- [About this task]: From the data below, repeat exactly the lines from the line with "whole % 60)" to the line with "pub fn open(root: impl", both included.

Start of Block

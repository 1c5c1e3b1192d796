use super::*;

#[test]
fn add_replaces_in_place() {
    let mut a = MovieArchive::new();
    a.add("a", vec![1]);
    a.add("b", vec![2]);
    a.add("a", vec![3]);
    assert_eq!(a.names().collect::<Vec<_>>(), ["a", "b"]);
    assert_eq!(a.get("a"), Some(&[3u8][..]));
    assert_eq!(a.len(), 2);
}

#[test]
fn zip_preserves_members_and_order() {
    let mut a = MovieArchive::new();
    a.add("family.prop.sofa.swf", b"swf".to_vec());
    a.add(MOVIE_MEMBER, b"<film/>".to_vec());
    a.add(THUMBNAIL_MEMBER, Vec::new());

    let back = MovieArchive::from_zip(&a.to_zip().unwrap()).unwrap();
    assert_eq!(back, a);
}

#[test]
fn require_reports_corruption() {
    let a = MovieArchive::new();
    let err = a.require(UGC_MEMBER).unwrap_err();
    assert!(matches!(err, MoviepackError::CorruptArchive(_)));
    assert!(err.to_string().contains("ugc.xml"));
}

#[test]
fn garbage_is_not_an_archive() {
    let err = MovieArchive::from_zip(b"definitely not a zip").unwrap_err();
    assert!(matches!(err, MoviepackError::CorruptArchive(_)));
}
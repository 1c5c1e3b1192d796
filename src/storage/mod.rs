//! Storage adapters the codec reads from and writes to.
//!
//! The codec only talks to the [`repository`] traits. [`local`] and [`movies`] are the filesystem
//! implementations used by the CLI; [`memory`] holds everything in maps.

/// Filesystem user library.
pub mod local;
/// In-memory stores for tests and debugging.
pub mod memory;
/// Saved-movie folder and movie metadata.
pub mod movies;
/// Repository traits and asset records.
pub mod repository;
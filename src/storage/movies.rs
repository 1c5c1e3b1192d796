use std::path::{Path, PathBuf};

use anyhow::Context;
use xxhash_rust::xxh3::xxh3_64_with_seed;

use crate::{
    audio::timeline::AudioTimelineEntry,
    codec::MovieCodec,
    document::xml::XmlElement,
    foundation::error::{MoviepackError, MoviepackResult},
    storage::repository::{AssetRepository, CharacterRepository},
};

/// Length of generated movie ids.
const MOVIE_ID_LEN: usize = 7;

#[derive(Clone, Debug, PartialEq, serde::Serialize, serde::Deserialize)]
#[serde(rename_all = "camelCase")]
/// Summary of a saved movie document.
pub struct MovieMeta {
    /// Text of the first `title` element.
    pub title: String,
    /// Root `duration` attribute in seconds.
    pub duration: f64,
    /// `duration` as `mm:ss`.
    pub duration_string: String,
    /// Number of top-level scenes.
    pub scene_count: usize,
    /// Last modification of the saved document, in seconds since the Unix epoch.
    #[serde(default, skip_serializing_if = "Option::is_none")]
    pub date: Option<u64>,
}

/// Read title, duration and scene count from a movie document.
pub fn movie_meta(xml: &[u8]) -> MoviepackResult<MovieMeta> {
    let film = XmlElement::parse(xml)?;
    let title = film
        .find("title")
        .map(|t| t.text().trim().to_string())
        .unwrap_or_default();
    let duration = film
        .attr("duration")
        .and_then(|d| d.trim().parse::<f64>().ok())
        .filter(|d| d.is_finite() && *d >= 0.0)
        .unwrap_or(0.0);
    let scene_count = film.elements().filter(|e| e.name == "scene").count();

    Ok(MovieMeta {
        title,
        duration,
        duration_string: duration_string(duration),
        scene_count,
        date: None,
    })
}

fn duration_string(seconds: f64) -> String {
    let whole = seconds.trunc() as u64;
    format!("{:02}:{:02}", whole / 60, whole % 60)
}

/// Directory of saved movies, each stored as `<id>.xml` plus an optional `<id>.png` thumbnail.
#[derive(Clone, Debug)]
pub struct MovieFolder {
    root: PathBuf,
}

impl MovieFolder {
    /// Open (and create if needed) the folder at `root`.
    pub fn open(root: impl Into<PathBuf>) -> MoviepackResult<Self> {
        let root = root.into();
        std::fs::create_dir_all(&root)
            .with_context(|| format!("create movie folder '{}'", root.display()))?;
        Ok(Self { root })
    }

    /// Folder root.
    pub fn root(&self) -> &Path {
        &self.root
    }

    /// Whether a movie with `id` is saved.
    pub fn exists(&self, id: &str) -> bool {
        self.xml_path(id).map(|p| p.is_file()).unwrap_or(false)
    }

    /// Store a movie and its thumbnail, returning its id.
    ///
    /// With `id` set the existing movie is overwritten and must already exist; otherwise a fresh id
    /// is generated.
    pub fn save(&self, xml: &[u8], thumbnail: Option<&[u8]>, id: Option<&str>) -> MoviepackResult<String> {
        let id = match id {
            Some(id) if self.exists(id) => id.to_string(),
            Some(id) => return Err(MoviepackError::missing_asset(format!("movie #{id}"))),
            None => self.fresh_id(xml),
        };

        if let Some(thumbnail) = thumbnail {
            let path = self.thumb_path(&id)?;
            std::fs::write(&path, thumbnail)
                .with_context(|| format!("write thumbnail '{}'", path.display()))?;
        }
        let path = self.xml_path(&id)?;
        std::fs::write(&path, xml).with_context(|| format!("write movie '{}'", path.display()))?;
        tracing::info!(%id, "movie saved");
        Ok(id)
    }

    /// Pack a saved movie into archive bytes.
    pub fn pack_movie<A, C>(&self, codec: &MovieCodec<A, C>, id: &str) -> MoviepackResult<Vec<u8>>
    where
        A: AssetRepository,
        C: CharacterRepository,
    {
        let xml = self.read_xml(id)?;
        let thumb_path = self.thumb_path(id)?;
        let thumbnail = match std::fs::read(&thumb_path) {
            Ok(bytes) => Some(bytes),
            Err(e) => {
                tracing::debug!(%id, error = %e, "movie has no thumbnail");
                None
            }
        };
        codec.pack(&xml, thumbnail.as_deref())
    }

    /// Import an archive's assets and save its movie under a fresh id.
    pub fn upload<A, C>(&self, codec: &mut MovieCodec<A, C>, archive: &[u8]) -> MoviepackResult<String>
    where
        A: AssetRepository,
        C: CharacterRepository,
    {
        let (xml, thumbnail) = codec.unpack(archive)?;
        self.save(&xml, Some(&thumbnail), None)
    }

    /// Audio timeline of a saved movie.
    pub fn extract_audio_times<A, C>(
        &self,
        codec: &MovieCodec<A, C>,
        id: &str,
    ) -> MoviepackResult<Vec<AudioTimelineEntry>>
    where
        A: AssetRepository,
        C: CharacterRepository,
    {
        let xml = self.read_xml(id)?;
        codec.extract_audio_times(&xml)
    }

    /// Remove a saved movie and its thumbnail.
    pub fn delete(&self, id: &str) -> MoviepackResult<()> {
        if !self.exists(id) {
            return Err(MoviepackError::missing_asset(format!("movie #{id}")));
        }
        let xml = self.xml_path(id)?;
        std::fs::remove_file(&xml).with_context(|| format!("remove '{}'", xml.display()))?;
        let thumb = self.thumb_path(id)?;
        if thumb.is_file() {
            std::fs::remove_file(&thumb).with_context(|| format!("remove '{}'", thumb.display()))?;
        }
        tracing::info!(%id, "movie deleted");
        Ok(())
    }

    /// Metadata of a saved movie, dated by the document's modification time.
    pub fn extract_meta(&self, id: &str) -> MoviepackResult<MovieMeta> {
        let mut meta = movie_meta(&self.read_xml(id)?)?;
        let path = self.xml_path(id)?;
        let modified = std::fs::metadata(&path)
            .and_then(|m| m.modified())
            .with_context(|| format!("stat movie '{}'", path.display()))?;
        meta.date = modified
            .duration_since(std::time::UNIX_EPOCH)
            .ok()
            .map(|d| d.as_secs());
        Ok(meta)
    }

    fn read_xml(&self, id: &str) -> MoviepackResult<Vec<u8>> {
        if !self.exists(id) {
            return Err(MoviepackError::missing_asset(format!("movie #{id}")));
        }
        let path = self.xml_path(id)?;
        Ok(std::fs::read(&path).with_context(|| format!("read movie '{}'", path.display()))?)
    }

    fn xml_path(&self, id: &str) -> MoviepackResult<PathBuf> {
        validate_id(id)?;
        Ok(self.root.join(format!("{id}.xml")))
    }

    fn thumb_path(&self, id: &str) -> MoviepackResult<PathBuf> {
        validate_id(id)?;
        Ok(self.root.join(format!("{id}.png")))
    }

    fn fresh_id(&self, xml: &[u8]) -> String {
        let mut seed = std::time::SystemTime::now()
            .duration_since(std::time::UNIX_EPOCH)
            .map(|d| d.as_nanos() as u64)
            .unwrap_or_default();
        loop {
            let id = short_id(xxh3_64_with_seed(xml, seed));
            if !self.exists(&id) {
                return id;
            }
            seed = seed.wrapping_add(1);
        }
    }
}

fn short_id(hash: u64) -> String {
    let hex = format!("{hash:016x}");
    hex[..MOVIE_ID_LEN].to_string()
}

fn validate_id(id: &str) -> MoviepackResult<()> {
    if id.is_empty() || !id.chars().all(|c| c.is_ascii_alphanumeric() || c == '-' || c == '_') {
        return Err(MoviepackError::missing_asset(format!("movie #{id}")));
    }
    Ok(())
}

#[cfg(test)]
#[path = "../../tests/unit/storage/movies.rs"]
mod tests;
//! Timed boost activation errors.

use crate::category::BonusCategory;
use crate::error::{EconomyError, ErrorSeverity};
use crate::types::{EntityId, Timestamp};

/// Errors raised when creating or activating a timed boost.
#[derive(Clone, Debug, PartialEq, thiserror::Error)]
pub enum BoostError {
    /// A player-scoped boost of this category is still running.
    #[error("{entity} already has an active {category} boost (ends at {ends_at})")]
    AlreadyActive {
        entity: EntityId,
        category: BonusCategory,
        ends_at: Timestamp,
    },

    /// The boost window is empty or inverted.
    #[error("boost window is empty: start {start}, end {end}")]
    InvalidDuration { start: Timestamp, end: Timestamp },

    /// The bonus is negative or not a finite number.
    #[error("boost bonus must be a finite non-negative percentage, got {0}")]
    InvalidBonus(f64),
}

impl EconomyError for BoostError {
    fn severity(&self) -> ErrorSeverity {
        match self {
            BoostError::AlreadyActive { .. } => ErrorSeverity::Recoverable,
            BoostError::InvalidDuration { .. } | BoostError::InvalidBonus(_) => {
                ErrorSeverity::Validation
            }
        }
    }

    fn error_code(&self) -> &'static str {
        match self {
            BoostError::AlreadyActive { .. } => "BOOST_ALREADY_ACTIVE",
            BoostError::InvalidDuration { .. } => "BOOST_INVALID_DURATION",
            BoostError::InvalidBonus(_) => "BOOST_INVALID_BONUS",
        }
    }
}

End of Block

- [Result of the task]:
    format!("{:02}:{:02}", whole / 60, whole % 60)
}

/// Directory of saved movies, each stored as `<id>.xml` plus an optional `<id>.png` thumbnail.
#[derive(Clone, Debug)]
pub struct MovieFolder {
    root: PathBuf,
}

impl MovieFolder {
    /// Open (and create if needed) the folder at `root`.
    pub fn open(root: impl Into<PathBuf>) -> MoviepackResult<Self> {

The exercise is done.